(Collected data entries)
-=-=-=-=-
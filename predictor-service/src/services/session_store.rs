//! In-memory map from visitor id to session state.

use crate::models::session::Session;
use chrono::{Duration, Utc};
use dashmap::DashMap;
use std::sync::Arc;
use tokio::sync::Mutex;

/// Shared handle to one visitor's session. Holding the lock serializes
/// generations for that visitor.
pub type SessionHandle = Arc<Mutex<Session>>;

#[derive(Clone)]
pub struct SessionStore {
    sessions: Arc<DashMap<String, SessionHandle>>,
    initial_credits: u32,
}

impl SessionStore {
    pub fn new(initial_credits: u32) -> Self {
        Self {
            sessions: Arc::new(DashMap::new()),
            initial_credits,
        }
    }

    /// Handle for `id`, creating a fresh session on first access.
    pub fn get_session(&self, id: &str) -> SessionHandle {
        self.sessions
            .entry(id.to_string())
            .or_insert_with(|| {
                tracing::debug!(visitor_id = %id, credits = self.initial_credits, "Session created");
                Arc::new(Mutex::new(Session::new(self.initial_credits)))
            })
            .clone()
    }

    /// Drop sessions not seen within `max_idle`. A session whose handle is
    /// held outside the map is in use and always kept, locked or not.
    /// Returns the number removed.
    pub fn evict_idle(&self, max_idle: Duration) -> usize {
        let cutoff = Utc::now() - max_idle;
        let before = self.sessions.len();

        self.sessions.retain(|_, handle| {
            if Arc::strong_count(handle) > 1 {
                return true;
            }
            match handle.try_lock() {
                Ok(session) => session.last_seen >= cutoff,
                Err(_) => true,
            }
        });

        let removed = before.saturating_sub(self.sessions.len());
        if removed > 0 {
            tracing::info!(removed, remaining = self.sessions.len(), "Evicted idle sessions");
        }
        removed
    }

    pub fn len(&self) -> usize {
        self.sessions.len()
    }

    pub fn is_empty(&self) -> bool {
        self.sessions.is_empty()
    }
}
//! Fixed prompt text sent with every generation.

/// System prompt: topic detection, five MCQs with embedded traps, five mains
/// questions with word-allocated answer frameworks, then the rules block.
pub const SYSTEM_PROMPT: &str = r#"You are an expert UPSC question paper setter with 20+ years experience. 
You have deep knowledge of UPSC exam patterns from analyzing 1,472 Prelims and 417 Mains previous year questions.

Your task: Generate 10 high-quality UPSC practice questions from the given topic.

OUTPUT FORMAT:
═══════════════════════════════════════════════════════════════════════════════
TOPIC DETECTION
═══════════════════════════════════════════════════════════════════════════════
Primary Topic: [Detected topic]
Subject: [Polity/Economy/History/Geography/Environment/Ethics/IR/Security]
Paper: [GS-I/GS-II/GS-III/GS-IV]

Cross-Subject Angles Identified:
1. [Angle 1] - [Subject] - [Connection to main topic]
2. [Angle 2] - [Subject] - [Connection to main topic]
3. [Angle 3] - [Subject] - [Connection to main topic]

═══════════════════════════════════════════════════════════════════════════════
SECTION A: MCQs (5 Questions)
═══════════════════════════════════════════════════════════════════════════════

MCQ 1: [Archetype: P-01/P-06/P-07]
[Question text with options a, b, c, d]

✅ Answer: [Correct option]
⚠️ Trap Applied: [T-XX: Name] — [How trap is embedded]
📖 Explanation: [Brief explanation]

[Repeat for MCQ 2-5, with at least 2 from cross-subject angles]

═══════════════════════════════════════════════════════════════════════════════
SECTION B: MAINS QUESTIONS (5 Questions)
═══════════════════════════════════════════════════════════════════════════════

MAINS 1:
📋 Archetype: [EVAL-PC-3D-H / AN-ST-4D-D / etc.]
📝 Question: [Full question text] (15 marks, 250 words)

📝 Answer Framework:
┌─ Introduction (30 words): [What to write]
├─ Body Para 1 (50 words): [What to cover]
├─ Body Para 2 (50 words): [What to cover]
├─ Body Para 3 (50 words): [What to cover]
├─ Body Para 4 (40 words): [What to cover]
└─ Conclusion (30 words): [How to end]

📌 Must-Include:
• [Key case/committee/article 1]
• [Key case/committee/article 2]
• [Key case/committee/article 3]

❌ Traps to Avoid:
• Don't [common mistake 1]
• Don't [common mistake 2]
✓ Conclude with: [Balanced conclusion approach]

[Repeat for MAINS 2-5, including Ethics case study if relevant]

═══════════════════════════════════════════════════════════════════════════════

IMPORTANT RULES:
1. MCQs must embed realistic UPSC traps (T-01: Absolute words, T-02: Institution swap, T-06: Constitutional claims, T-20: May vs Shall, T-29: AND connector trap)
2. Mains must have 4D archetype code and word allocation
3. At least 3 questions must be from cross-subject angles
4. Include one Ethics case study if topic allows
5. All must-includes should be real (actual cases, committees, articles)
6. Constitutional balance in conclusions — reforms not revolution
"#;

/// Instruction sent after an uploaded screenshot.
pub const IMAGE_INSTRUCTION: &str = "Read this news screenshot and generate 10 UPSC practice questions based on the topic/content shown. Follow the exact output format specified.";

/// User turn for a text topic.
pub fn topic_message(topic: &str) -> String {
    format!(
        "Generate 10 UPSC practice questions for this topic:\n\n{}\n\nFollow the exact output format specified.",
        topic
    )
}
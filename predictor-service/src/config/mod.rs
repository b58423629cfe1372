use serde::Deserialize;
use service_core::config::{config_dir_for, load_layered};
use service_core::error::AppError;
use std::path::PathBuf;

#[derive(Debug, Deserialize, Clone)]
pub struct Settings {
    pub server: ServerSettings,
    pub generation: GenerationSettings,
    pub credentials: CredentialSettings,
    pub credits: CreditSettings,
    pub telemetry: TelemetrySettings,
}

#[derive(Debug, Deserialize, Clone)]
pub struct ServerSettings {
    pub host: String,
    pub port: u16,
    #[serde(default = "default_max_upload_bytes")]
    pub max_upload_bytes: usize,
    #[serde(default = "default_session_idle_minutes")]
    pub session_idle_minutes: i64,
    #[serde(default)]
    pub secure_cookies: bool,
}

fn default_max_upload_bytes() -> usize {
    10 * 1024 * 1024
}

fn default_session_idle_minutes() -> i64 {
    24 * 60
}

/// Which text provider backs question generation.
#[derive(Debug, Deserialize, Clone, Copy, PartialEq, Eq)]
#[serde(rename_all = "lowercase")]
pub enum ProviderKind {
    Anthropic,
    /// Canned responses, for local development without network access.
    Mock,
}

#[derive(Debug, Deserialize, Clone)]
pub struct GenerationSettings {
    pub provider: ProviderKind,
    pub api_base_url: String,
    pub api_version: String,
    pub model: String,
    pub max_tokens: u32,
    /// Unset means the outbound call waits as long as the service takes.
    #[serde(default)]
    pub request_timeout_secs: Option<u64>,
}

#[derive(Debug, Deserialize, Clone)]
pub struct CredentialSettings {
    /// TOML secrets file consulted before the process environment.
    pub secrets_file: PathBuf,
    pub api_key_name: String,
}

#[derive(Debug, Deserialize, Clone)]
pub struct CreditSettings {
    /// Credits granted to a new session.
    pub initial: u32,
    /// Characters of output kept in each history entry.
    pub preview_chars: usize,
}

#[derive(Debug, Deserialize, Clone)]
pub struct TelemetrySettings {
    pub log_level: String,
    #[serde(default)]
    pub otlp_endpoint: Option<String>,
}

impl Settings {
    pub fn session_idle(&self) -> chrono::Duration {
        chrono::Duration::minutes(self.server.session_idle_minutes.max(1))
    }
}

pub fn get_configuration() -> Result<Settings, AppError> {
    let configuration_directory = config_dir_for("predictor-service")?;
    load_layered(&configuration_directory)
}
-=-=-=-=-
### [To do]
Repeat the entries shown above, every one, word for word.

### [Answer space]
filename predictor-service/src/services/session_store.rs
//! In-memory map from visitor id to session state.

use crate::models::session::Session;
use chrono::{Duration, Utc};
use dashmap::DashMap;
use std::sync::Arc;
use tokio::sync::Mutex;

/// Shared handle to one visitor's session. Holding the lock serializes
/// generations for that visitor.
pub type SessionHandle = Arc<Mutex<Session>>;

#[derive(Clone)]
pub struct SessionStore {
    sessions: Arc<DashMap<String, SessionHandle>>,
    initial_credits: u32,
}

impl SessionStore {
    pub fn new(initial_credits: u32) -> Self {
        Self {
            sessions: Arc::new(DashMap::new()),
            initial_credits,
        }
    }

    /// Handle for `id`, creating a fresh session on first access.
    pub fn get_session(&self, id: &str) -> SessionHandle {
        self.sessions
            .entry(id.to_string())
            .or_insert_with(|| {
                tracing::debug!(visitor_id = %id, credits = self.initial_credits, "Session created");
                Arc::new(Mutex::new(Session::new(self.initial_credits)))
            })
            .clone()
    }

    /// Drop sessions not seen within `max_idle`. A session whose handle is
    /// held outside the map is in use and always kept, locked or not.
    /// Returns the number removed.
    pub fn evict_idle(&self, max_idle: Duration) -> usize {
        let cutoff = Utc::now() - max_idle;
        let before = self.sessions.len();

        self.sessions.retain(|_, handle| {
            if Arc::strong_count(handle) > 1 {
                return true;
            }
            match handle.try_lock() {
                Ok(session) => session.last_seen >= cutoff,
                Err(_) => true,
            }
        });

        let removed = before.saturating_sub(self.sessions.len());
        if removed > 0 {
            tracing::info!(removed, remaining = self.sessions.len(), "Evicted idle sessions");
        }
        removed
    }

    pub fn len(&self) -> usize {
        self.sessions.len()
    }

    pub fn is_empty(&self) -> bool {
        self.sessions.is_empty()
    }
}
//! Fixed prompt text sent with every generation.

/// System prompt: topic detection, five MCQs with embedded traps, five mains
/// questions with word-allocated answer frameworks, then the rules block.
pub const SYSTEM_PROMPT: &str = r#"You are an expert UPSC question paper setter with 20+ years experience. 
You have deep knowledge of UPSC exam patterns from analyzing 1,472 Prelims and 417 Mains previous year questions.

Your task: Generate 10 high-quality UPSC practice questions from the given topic.

OUTPUT FORMAT:
═══════════════════════════════════════════════════════════════════════════════
TOPIC DETECTION
═══════════════════════════════════════════════════════════════════════════════
Primary Topic: [Detected topic]
Subject: [Polity/Economy/History/Geography/Environment/Ethics/IR/Security]
Paper: [GS-I/GS-II/GS-III/GS-IV]

Cross-Subject Angles Identified:
1. [Angle 1] - [Subject] - [Connection to main topic]
2. [Angle 2] - [Subject] - [Connection to main topic]
3. [Angle 3] - [Subject] - [Connection to main topic]

═══════════════════════════════════════════════════════════════════════════════
SECTION A: MCQs (5 Questions)
═══════════════════════════════════════════════════════════════════════════════

MCQ 1: [Archetype: P-01/P-06/P-07]
[Question text with options a, b, c, d]

✅ Answer: [Correct option]
⚠️ Trap Applied: [T-XX: Name] — [How trap is embedded]
📖 Explanation: [Brief explanation]

[Repeat for MCQ 2-5, with at least 2 from cross-subject angles]

═══════════════════════════════════════════════════════════════════════════════
SECTION B: MAINS QUESTIONS (5 Questions)
═══════════════════════════════════════════════════════════════════════════════

MAINS 1:
📋 Archetype: [EVAL-PC-3D-H / AN-ST-4D-D / etc.]
📝 Question: [Full question text] (15 marks, 250 words)

📝 Answer Framework:
┌─ Introduction (30 words): [What to write]
├─ Body Para 1 (50 words): [What to cover]
├─ Body Para 2 (50 words): [What to cover]
├─ Body Para 3 (50 words): [What to cover]
├─ Body Para 4 (40 words): [What to cover]
└─ Conclusion (30 words): [How to end]

📌 Must-Include:
• [Key case/committee/article 1]
• [Key case/committee/article 2]
• [Key case/committee/article 3]

❌ Traps to Avoid:
• Don't [common mistake 1]
• Don't [common mistake 2]
✓ Conclude with: [Balanced conclusion approach]

[Repeat for MAINS 2-5, including Ethics case study if relevant]

═══════════════════════════════════════════════════════════════════════════════

IMPORTANT RULES:
1. MCQs must embed realistic UPSC traps (T-01: Absolute words, T-02: Institution swap, T-06: Constitutional claims, T-20: May vs Shall, T-29: AND connector trap)
2. Mains must have 4D archetype code and word allocation
3. At least 3 questions must be from cross-subject angles
4. Include one Ethics case study if topic allows
5. All must-includes should be real (actual cases, committees, articles)
6. Constitutional balance in conclusions — reforms not revolution
"#;

/// Instruction sent after an uploaded screenshot.
pub const IMAGE_INSTRUCTION: &str = "Read this news screenshot and generate 10 UPSC practice questions based on the topic/content shown. Follow the exact output format specified.";

/// User turn for a text topic.
pub fn topic_message(topic: &str) -> String {
    format!(
        "Generate 10 UPSC practice questions for this topic:\n\n{}\n\nFollow the exact output format specified.",
        topic
    )
}
filename predictor-service/src/config/mod.rs
repository b58423629cfe1372
use serde::Deserialize;
use service_core::config::{config_dir_for, load_layered};
use service_core::error::AppError;
use std::path::PathBuf;

#[derive(Debug, Deserialize, Clone)]
pub struct Settings {
    pub server: ServerSettings,
    pub generation: GenerationSettings,
    pub credentials: CredentialSettings,
    pub credits: CreditSettings,
    pub telemetry: TelemetrySettings,
}

#[derive(Debug, Deserialize, Clone)]
pub struct ServerSettings {
    pub host: String,
    pub port: u16,
    #[serde(default = "default_max_upload_bytes")]
    pub max_upload_bytes: usize,
    #[serde(default = "default_session_idle_minutes")]
    pub session_idle_minutes: i64,
    #[serde(default)]
    pub secure_cookies: bool,
}

fn default_max_upload_bytes() -> usize {
    10 * 1024 * 1024
}

fn default_session_idle_minutes() -> i64 {
    24 * 60
}

/// Which text provider backs question generation.
#[derive(Debug, Deserialize, Clone, Copy, PartialEq, Eq)]
#[serde(rename_all = "lowercase")]
pub enum ProviderKind {
    Anthropic,
    /// Canned responses, for local development without network access.
    Mock,
}

#[derive(Debug, Deserialize, Clone)]
pub struct GenerationSettings {
    pub provider: ProviderKind,
    pub api_base_url: String,
    pub api_version: String,
    pub model: String,
    pub max_tokens: u32,
    /// Unset means the outbound call waits as long as the service takes.
    #[serde(default)]
    pub request_timeout_secs: Option<u64>,
}

#[derive(Debug, Deserialize, Clone)]
pub struct CredentialSettings {
    /// TOML secrets file consulted before the process environment.
    pub secrets_file: PathBuf,
    pub api_key_name: String,
}

#[derive(Debug, Deserialize, Clone)]
pub struct CreditSettings {
    /// Credits granted to a new session.
    pub initial: u32,
    /// Characters of output kept in each history entry.
    pub preview_chars: usize,
}

#[derive(Debug, Deserialize, Clone)]
pub struct TelemetrySettings {
    pub log_level: String,
    #[serde(default)]
    pub otlp_endpoint: Option<String>,
}

impl Settings {
    pub fn session_idle(&self) -> chrono::Duration {
        chrono::Duration::minutes(self.server.session_idle_minutes.max(1))
    }
}

pub fn get_configuration() -> Result<Settings, AppError> {
    let configuration_directory = config_dir_for("predictor-service")?;
    load_layered(&configuration_directory)
}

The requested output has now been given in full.